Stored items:
# # # #

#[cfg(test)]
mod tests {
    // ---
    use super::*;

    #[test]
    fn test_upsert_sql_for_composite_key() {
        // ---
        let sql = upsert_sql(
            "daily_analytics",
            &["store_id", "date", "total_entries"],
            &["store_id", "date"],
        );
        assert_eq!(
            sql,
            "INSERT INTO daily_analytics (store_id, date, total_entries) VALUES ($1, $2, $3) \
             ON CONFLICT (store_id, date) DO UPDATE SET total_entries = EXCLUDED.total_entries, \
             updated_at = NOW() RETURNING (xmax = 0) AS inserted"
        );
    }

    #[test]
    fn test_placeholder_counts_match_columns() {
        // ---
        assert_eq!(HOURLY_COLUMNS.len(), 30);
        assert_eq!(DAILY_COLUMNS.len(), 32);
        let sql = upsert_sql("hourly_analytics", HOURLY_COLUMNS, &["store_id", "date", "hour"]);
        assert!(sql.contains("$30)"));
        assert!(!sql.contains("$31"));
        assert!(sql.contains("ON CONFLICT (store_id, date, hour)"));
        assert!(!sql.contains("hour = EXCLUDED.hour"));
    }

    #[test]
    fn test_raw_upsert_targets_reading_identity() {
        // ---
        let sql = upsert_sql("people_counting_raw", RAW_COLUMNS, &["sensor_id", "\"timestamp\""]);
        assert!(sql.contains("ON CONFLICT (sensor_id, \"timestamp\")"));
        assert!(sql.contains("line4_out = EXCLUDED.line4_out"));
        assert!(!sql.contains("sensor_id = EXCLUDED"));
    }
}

# # # #

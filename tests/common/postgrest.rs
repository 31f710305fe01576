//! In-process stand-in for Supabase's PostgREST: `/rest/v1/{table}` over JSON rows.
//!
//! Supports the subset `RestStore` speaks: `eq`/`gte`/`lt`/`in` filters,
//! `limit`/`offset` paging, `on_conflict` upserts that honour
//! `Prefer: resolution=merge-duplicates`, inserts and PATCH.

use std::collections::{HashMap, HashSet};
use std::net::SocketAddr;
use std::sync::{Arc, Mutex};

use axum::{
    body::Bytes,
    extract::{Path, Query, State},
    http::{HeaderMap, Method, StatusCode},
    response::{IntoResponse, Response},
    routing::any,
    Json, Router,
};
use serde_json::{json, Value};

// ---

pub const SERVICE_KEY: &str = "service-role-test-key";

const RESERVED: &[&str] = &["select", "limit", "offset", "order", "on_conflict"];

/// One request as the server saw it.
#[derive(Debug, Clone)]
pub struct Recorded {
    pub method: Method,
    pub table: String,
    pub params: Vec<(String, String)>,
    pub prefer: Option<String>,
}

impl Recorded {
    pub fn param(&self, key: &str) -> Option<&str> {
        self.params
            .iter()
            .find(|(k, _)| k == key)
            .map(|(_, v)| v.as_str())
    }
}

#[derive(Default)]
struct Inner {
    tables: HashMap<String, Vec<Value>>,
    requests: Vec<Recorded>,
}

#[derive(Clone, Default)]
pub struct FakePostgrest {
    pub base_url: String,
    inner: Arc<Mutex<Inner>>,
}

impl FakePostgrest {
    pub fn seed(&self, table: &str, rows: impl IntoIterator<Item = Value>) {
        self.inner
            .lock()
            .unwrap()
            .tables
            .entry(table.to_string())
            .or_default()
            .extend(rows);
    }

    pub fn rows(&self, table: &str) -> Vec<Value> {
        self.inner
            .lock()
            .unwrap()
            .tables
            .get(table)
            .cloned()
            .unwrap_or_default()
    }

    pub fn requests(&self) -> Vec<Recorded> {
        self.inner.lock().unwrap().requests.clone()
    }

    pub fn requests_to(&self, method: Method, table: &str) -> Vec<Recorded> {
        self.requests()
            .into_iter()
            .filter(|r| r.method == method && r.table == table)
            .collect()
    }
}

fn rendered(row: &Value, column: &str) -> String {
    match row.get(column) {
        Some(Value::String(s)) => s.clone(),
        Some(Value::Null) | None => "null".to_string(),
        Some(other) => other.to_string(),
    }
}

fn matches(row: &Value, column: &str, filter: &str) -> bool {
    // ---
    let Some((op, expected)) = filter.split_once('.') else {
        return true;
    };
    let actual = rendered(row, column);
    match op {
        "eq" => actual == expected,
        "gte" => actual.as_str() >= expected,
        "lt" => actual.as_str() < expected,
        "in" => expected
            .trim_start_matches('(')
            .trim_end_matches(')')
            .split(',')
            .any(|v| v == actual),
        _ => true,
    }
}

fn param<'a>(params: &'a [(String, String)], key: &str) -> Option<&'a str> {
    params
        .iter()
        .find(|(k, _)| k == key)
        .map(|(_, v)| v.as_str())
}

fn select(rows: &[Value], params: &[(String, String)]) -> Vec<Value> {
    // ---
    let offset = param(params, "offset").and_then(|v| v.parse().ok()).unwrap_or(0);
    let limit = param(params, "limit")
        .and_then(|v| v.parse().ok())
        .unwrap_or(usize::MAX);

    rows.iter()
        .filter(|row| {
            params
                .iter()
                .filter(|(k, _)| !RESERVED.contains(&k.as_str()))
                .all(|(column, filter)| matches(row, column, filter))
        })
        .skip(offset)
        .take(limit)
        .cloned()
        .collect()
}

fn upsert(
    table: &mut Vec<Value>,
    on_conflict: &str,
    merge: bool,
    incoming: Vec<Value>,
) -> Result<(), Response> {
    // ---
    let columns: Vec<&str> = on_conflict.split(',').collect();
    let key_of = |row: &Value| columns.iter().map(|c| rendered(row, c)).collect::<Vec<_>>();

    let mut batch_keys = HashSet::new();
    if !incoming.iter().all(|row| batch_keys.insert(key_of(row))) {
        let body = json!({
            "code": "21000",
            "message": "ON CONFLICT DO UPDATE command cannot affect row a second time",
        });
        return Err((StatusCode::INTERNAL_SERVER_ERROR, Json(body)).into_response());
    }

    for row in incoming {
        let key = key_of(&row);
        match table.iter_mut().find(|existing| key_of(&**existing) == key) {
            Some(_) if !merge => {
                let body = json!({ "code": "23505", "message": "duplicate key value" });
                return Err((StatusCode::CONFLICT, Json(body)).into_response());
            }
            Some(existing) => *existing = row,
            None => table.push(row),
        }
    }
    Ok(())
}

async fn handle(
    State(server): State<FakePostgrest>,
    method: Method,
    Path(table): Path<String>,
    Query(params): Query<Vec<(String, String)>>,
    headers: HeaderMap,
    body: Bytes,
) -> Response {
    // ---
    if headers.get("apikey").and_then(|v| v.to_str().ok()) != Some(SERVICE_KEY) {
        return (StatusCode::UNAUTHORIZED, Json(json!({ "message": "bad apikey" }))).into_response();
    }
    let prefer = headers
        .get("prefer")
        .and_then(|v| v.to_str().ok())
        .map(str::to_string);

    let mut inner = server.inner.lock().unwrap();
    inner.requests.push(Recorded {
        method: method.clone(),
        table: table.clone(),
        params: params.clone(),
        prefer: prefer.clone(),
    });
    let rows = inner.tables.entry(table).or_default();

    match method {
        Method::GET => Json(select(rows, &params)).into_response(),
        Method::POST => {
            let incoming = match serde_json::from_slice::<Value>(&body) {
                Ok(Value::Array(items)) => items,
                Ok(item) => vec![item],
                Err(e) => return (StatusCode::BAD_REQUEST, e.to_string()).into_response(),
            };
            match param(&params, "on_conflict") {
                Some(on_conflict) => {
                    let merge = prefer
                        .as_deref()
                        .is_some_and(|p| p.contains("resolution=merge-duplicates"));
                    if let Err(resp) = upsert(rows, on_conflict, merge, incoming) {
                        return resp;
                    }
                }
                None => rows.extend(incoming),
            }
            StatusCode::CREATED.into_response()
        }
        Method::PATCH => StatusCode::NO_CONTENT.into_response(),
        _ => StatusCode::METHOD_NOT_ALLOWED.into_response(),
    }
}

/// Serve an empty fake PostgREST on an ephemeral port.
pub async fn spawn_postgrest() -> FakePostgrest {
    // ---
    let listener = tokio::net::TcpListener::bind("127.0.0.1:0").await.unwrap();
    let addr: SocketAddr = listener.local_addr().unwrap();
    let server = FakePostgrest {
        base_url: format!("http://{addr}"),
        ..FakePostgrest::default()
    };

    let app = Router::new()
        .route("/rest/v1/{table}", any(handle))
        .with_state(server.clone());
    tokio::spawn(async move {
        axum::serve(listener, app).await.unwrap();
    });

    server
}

# # # #

What to work on:
Only the lines containing "HeaderMap" are needed; copy each of them from the data.

Answer to this problem:
    http::{HeaderMap, Method, StatusCode},
    headers: HeaderMap,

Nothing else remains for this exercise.